Central Banks & Markets

ECB

The Governing Council kept policy on hold in December, and is likely to remain on hold for the foreseeable future. President Lagarde has reiterated that the ECB is ‘well positioned’ to face the coming period of tariff impact and uncertainty. Despite the expected undershoot of the 2% inflation target, the GC seems minded to look through this on the expectation that inflation will return to target in 2027. Near term risks are still tilted to another cut given the looming inflation undershoot, but in 2027, those risks could tilt back towards a hike, with upside risks likely to build from higher German fiscal spending.

Fed

The Fed cut rates in the last three meetings of 2025 but will likely again enter another pause in the first part of this year. Due to stronger growth and demand, waning pressure from the labour market, and continued above-target inflation, we think the Fed will keep on hold until the June meeting, the first meeting with the new chair. From that point onward, it will gradually start easing once a quarter in response to a gradually slowing economy, despite still elevated inflation. We expect the policy rate to reach 2.75-3.00% by the end of the year, the lower end of neutral estimates.

Bank of England

The MPC lowered Bank Rate to 3.75% in December, in line with our expectations. The BoE is now nearing the end of its rate cut cycle, with limited room for further easing given stubborn underlying inflation. We expect another rate cut by the Spring (likely at the April meeting), and possibly one additional cut thereafter, but this will be highly data dependent and the risk is that rate cuts end with Bank Rate at 3.5%. Injecting considerable uncertainty is the high degree of division on the MPC, with doves and hawks still split finely down the middle.

Bond yields

The start of the new year has been marked by geopolitical tensions, but so far this has not had a major impact on government bond markets.
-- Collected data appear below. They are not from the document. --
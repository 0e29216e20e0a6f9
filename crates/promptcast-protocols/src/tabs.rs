//! Tab lifecycle trait consumed by the orchestrator.

use async_trait::async_trait;
use tokio::sync::broadcast;

use crate::error::TabError;
use crate::message::{MessageAck, RuntimeMessage};
use crate::types::{TabEvent, TabId, TabInfo};

/// The browser's tab surface, as the orchestrator sees it.
#[async_trait]
pub trait TabBrowser: Send + Sync {
    /// Open a new tab at `url`. Returns as soon as the tab exists, not when it loads.
    async fn create_tab(&self, url: &str) -> Result<TabId, TabError>;

    /// Look up one tab; `Ok(None)` when it no longer exists.
    async fn get_tab(&self, tab_id: &TabId) -> Result<Option<TabInfo>, TabError>;

    /// All open tabs.
    async fn query_tabs(&self) -> Result<Vec<TabInfo>, TabError>;

    /// Bring a tab to the foreground.
    async fn activate_tab(&self, tab_id: &TabId) -> Result<(), TabError>;

    /// Deliver a runtime message to the page agent hosted in a tab.
    async fn deliver(&self, tab_id: &TabId, message: RuntimeMessage) -> Result<MessageAck, TabError>;

    /// Subscribe to tab lifecycle notifications. Dropping the receiver unsubscribes.
    fn subscribe(&self) -> broadcast::Receiver<TabEvent>;
}
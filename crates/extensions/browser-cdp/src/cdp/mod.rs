//! Chrome DevTools Protocol (CDP) client.
//!
//! One WebSocket to the browser endpoint carries browser-level commands and,
//! through flat sessions, every tab's commands and events.
//!
//! ```rust,ignore
//! let client = CdpClient::connect("http://localhost:9222").await?;
//! let target = client.create_target("https://chatgpt.com/").await?;
//! let session = client.attach(&target).await?;
//! let state = session.evaluate("document.readyState", None).await?;
//! ```

mod client;
mod error;
mod protocol;
mod session;

pub use client::CdpClient;
pub use error::CdpError;
pub use protocol::*;
pub use session::PageSession;

#[cfg(test)]
pub(crate) use client::Transport;
use super::*;
use std::sync::atomic::{AtomicUsize, Ordering};

use async_trait::async_trait;
use axum::{
    body::{to_bytes, Body},
    http::Request,
};
use parking_lot::Mutex;
use tokio::sync::broadcast;
use tower::ServiceExt;

use promptcast_core::{OrchestratorConfig, ProviderCatalog};
use promptcast_protocols::{TabBrowser, TabError, TabEvent, TabId, TabInfo, TabStatus};

/// Browser whose tabs load instantly and whose pages accept everything.
struct InstantBrowser {
    tabs: Mutex<Vec<TabInfo>>,
    next_id: AtomicUsize,
    delivered: Mutex<Vec<(TabId, RuntimeMessage)>>,
    events: broadcast::Sender<TabEvent>,
}

impl InstantBrowser {
    fn new() -> Self {
        let (events, _) = broadcast::channel(16);
        Self {
            tabs: Mutex::new(Vec::new()),
            next_id: AtomicUsize::new(1),
            delivered: Mutex::new(Vec::new()),
            events,
        }
    }
}

#[async_trait]
impl TabBrowser for InstantBrowser {
    async fn create_tab(&self, url: &str) -> Result<TabId, TabError> {
        let id = TabId::from(format!("tab-{}", self.next_id.fetch_add(1, Ordering::SeqCst)));
        self.tabs.lock().push(TabInfo {
            id: id.clone(),
            url: url.to_string(),
            status: TabStatus::Complete,
            discarded: false,
        });
        let _ = self.events.send(TabEvent::Updated {
            tab_id: id.clone(),
            status: TabStatus::Complete,
        });
        Ok(id)
    }

    async fn get_tab(&self, tab_id: &TabId) -> Result<Option<TabInfo>, TabError> {
        Ok(self.tabs.lock().iter().find(|t| &t.id == tab_id).cloned())
    }

    async fn query_tabs(&self) -> Result<Vec<TabInfo>, TabError> {
        Ok(self.tabs.lock().clone())
    }

    async fn activate_tab(&self, _tab_id: &TabId) -> Result<(), TabError> {
        Ok(())
    }

    async fn deliver(&self, tab_id: &TabId, message: RuntimeMessage) -> Result<MessageAck, TabError> {
        self.delivered.lock().push((tab_id.clone(), message));
        Ok(MessageAck::ok())
    }

    fn subscribe(&self) -> broadcast::Receiver<TabEvent> {
        self.events.subscribe()
    }
}

fn create_test_app() -> (Router, Arc<TabOrchestrator>, Arc<InstantBrowser>) {
    let browser = Arc::new(InstantBrowser::new());
    let orchestrator = Arc::new(TabOrchestrator::new(
        browser.clone(),
        ProviderCatalog::builtin(),
        OrchestratorConfig::default(),
    ));
    (create_router(orchestrator.clone()), orchestrator, browser)
}

fn post_json(uri: &str, body: serde_json::Value) -> Request<Body> {
    Request::builder()
        .method("POST")
        .uri(uri)
        .header("content-type", "application/json")
        .body(Body::from(body.to_string()))
        .unwrap()
}

async fn body_json(response: axum::response::Response) -> serde_json::Value {
    let bytes = to_bytes(response.into_body(), usize::MAX).await.unwrap();
    serde_json::from_slice(&bytes).unwrap()
}

#[tokio::test]
async fn test_open_providers_dispatches_and_registers() {
    let (app, orchestrator, browser) = create_test_app();

    let response = app
        .clone()
        .oneshot(post_json(
            "/api/messages",
            serde_json::json!({
                "type": "OPEN_AI_PROVIDERS",
                "urls": ["https://chatgpt.com/", "https://claude.ai/new"],
                "prompt": "compare these",
                "autoSend": true
            }),
        ))
        .await
        .unwrap();
    assert_eq!(response.status(), StatusCode::OK);
    assert_eq!(body_json(response).await, serde_json::json!({"success": true}));

    orchestrator.settle().await;
    let delivered = browser.delivered.lock().clone();
    assert_eq!(delivered.len(), 2);
    for (_, message) in &delivered {
        let instruction = message.fill_instruction().unwrap();
        assert_eq!(instruction.prompt, "compare these");
        assert!(instruction.auto_send);
        assert!(!instruction.follow_up);
    }

    let response = app
        .oneshot(Request::builder().uri("/api/tabs").body(Body::empty()).unwrap())
        .await
        .unwrap();
    assert_eq!(response.status(), StatusCode::OK);
    let tabs = body_json(response).await;
    let domains: Vec<&str> = tabs
        .as_array()
        .unwrap()
        .iter()
        .map(|record| record["provider_domain"].as_str().unwrap())
        .collect();
    assert_eq!(domains, vec!["chatgpt.com", "claude.ai"]);
}

#[tokio::test]
async fn test_blank_prompt_is_rejected() {
    let (app, orchestrator, browser) = create_test_app();

    let response = app
        .oneshot(post_json(
            "/api/messages",
            serde_json::json!({
                "type": "OPEN_AI_PROVIDERS",
                "urls": ["https://chatgpt.com/"],
                "prompt": "   "
            }),
        ))
        .await
        .unwrap();
    assert_eq!(response.status(), StatusCode::OK);
    assert_eq!(body_json(response).await, serde_json::json!({"success": false}));

    orchestrator.settle().await;
    assert!(browser.delivered.lock().is_empty());
}

#[tokio::test]
async fn test_prompt_sent_needs_a_sender_tab() {
    let (app, _, _) = create_test_app();

    let response = app
        .oneshot(post_json(
            "/api/messages",
            serde_json::json!({"type": "PROMPT_SENT"}),
        ))
        .await
        .unwrap();
    assert_eq!(body_json(response).await, serde_json::json!({"success": false}));
}

#[tokio::test]
async fn test_malformed_message_is_bad_request() {
    let (app, _, _) = create_test_app();

    let response = app
        .oneshot(post_json(
            "/api/messages",
            serde_json::json!({"type": "SELF_DESTRUCT"}),
        ))
        .await
        .unwrap();
    assert_eq!(response.status(), StatusCode::BAD_REQUEST);
    assert_eq!(body_json(response).await, serde_json::json!({"success": false}));
}

#[tokio::test]
async fn test_health_reports_registry_size() {
    let (app, orchestrator, _) = create_test_app();
    orchestrator
        .registry()
        .record(promptcast_core::classify("https://grok.com/"), TabId::from("tab-9"));

    let response = app
        .oneshot(Request::builder().uri("/health").body(Body::empty()).unwrap())
        .await
        .unwrap();
    assert_eq!(response.status(), StatusCode::OK);
    let health = body_json(response).await;
    assert_eq!(health["status"], "ok");
    assert_eq!(health["tabs"], 1);
}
However, the significant bear steepening in JGBs did result in a steepening of the curve for both EGBs and US Treasuries. We see still further room for EGB curves to steepen, led by the long end. However, we expect a greater steepening of the US Treasury curve, with short-end yields falling on the back of expected Fed rate cuts and the further pricing in of term premium at the long end of the curve.

FX

This year we expect weakness of the dollar due to: Fed rate cuts, lower US real yields, the growth inflation mix, more dollar hedging, long term structural deficits, and attacks on US institutions. We expect the euro to strengthen against the dollar, with the EUR/USD exchange rate reaching around 1.25 by the end 2026. If (geo)political risks cause more foreign investors to sell US assets, the dollar could weaken even more (risk scenario). We adjusted our forecasts for the yen. We expect that Sanae Takaichi’s policies — both fiscal and (geo)political — to keep pressure on the yen in the near-term, despite its undervaluation.